INFORMATION PROVIDED section start

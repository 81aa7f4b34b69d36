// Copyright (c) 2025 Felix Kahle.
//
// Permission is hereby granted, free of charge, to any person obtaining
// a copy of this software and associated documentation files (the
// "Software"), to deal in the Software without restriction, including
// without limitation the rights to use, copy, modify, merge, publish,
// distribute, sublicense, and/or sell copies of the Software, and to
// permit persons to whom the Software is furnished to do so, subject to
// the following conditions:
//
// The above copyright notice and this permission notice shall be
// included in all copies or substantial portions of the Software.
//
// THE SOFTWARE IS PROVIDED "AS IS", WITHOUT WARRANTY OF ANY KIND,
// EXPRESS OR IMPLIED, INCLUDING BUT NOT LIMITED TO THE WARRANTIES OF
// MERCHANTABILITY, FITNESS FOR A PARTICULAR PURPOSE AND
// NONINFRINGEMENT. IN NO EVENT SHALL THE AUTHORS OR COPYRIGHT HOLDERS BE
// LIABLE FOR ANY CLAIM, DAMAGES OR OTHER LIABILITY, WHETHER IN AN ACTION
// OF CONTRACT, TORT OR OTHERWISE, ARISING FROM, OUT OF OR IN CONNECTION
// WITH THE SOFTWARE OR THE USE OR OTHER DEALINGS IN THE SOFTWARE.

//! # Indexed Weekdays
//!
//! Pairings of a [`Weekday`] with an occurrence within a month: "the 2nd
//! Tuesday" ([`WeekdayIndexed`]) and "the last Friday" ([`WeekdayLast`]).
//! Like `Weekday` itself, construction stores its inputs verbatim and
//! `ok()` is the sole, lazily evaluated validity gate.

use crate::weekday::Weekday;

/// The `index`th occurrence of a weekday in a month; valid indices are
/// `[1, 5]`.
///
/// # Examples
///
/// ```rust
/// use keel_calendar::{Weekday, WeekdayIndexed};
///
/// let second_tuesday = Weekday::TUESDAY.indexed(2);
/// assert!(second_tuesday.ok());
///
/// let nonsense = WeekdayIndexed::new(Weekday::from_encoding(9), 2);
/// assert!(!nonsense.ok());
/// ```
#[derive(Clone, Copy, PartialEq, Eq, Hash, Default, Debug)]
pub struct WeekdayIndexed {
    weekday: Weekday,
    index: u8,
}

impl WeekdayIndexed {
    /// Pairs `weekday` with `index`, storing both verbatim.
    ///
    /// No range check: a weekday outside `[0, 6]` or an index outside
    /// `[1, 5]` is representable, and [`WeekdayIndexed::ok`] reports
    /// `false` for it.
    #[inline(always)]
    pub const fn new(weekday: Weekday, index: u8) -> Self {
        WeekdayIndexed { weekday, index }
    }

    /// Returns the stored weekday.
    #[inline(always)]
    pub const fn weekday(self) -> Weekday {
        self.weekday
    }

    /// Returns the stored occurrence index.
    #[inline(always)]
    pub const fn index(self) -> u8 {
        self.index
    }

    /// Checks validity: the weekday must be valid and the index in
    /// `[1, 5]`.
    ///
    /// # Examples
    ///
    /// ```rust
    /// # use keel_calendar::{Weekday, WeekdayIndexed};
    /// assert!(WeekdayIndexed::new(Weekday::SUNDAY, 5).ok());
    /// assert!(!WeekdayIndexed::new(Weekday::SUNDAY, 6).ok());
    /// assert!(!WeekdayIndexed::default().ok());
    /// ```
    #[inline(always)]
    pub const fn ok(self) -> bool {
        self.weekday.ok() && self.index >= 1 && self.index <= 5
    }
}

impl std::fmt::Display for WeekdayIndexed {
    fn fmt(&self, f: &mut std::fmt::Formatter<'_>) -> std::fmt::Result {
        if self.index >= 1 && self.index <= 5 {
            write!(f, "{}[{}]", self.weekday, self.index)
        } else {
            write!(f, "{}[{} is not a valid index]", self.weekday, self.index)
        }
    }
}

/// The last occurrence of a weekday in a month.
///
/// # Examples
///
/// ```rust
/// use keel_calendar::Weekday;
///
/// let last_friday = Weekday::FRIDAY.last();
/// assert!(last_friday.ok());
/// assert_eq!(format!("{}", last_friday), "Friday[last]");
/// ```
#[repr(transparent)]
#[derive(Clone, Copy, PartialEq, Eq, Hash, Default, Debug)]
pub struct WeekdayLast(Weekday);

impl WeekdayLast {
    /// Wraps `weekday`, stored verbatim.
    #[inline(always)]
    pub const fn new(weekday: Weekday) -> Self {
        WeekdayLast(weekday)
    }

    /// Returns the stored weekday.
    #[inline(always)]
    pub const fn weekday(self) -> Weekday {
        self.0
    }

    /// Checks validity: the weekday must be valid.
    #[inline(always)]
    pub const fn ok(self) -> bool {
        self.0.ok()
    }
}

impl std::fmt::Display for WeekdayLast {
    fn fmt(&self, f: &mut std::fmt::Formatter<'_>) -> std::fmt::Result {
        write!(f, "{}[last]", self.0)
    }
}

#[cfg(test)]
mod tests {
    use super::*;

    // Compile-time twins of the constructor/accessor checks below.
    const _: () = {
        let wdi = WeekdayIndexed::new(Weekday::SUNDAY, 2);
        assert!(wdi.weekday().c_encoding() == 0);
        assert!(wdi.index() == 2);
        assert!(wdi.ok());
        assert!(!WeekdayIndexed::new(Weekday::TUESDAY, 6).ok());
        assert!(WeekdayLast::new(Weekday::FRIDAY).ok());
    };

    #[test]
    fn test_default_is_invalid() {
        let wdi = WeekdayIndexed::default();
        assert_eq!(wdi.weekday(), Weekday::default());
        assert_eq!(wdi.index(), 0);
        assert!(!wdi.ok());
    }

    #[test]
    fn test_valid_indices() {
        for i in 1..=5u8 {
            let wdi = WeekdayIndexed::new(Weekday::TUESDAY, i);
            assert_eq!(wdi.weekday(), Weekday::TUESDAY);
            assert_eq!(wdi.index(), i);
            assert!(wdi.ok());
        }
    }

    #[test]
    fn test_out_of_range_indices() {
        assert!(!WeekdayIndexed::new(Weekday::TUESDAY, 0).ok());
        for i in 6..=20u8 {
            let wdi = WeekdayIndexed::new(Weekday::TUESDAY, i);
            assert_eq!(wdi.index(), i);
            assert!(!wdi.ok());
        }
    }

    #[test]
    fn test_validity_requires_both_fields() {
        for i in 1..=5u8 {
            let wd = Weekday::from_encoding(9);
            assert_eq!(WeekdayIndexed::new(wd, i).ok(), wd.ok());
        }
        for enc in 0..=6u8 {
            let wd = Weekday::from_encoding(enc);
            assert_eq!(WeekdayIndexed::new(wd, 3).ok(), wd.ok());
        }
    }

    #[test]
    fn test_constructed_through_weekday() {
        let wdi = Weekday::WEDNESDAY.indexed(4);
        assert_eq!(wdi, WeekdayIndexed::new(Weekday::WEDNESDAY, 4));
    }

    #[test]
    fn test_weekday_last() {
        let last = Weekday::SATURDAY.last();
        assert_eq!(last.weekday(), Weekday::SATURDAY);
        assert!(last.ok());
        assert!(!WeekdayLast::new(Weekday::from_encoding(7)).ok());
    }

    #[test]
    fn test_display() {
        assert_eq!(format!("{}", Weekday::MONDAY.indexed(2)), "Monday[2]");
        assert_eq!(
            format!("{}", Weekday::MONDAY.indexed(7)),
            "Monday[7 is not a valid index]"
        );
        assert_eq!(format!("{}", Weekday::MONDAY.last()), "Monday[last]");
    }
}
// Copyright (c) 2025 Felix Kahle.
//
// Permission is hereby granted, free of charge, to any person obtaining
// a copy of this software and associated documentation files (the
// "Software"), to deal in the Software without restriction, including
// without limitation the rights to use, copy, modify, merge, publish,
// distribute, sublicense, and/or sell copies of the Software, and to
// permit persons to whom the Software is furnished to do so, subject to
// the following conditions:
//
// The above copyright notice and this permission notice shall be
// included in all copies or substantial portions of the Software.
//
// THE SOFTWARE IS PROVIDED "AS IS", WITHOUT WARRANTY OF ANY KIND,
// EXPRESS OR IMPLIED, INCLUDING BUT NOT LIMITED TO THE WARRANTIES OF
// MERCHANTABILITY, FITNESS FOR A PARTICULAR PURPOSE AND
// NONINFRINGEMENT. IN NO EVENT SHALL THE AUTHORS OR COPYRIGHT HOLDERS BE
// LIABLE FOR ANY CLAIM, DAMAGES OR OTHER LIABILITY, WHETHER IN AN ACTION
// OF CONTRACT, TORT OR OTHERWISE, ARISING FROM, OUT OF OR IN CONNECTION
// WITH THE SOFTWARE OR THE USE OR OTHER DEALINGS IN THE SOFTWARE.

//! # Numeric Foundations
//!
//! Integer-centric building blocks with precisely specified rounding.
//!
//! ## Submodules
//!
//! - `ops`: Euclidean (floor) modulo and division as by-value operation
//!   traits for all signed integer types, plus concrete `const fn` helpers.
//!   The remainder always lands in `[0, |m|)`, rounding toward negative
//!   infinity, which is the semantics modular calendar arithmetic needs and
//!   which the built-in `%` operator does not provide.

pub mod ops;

INFORMATION PROVIDED section end

* **THE PROBLEM**
Please reproduce, exactly as they appear above, the lines from the line containing "pub struct WeekdayIndexed" up to and including the line containing "an index outside".

* **SOLUTION FOR THIS EXERCISE**
pub struct WeekdayIndexed {
    weekday: Weekday,
    index: u8,
}

impl WeekdayIndexed {
    /// Pairs `weekday` with `index`, storing both verbatim.
    ///
    /// No range check: a weekday outside `[0, 6]` or an index outside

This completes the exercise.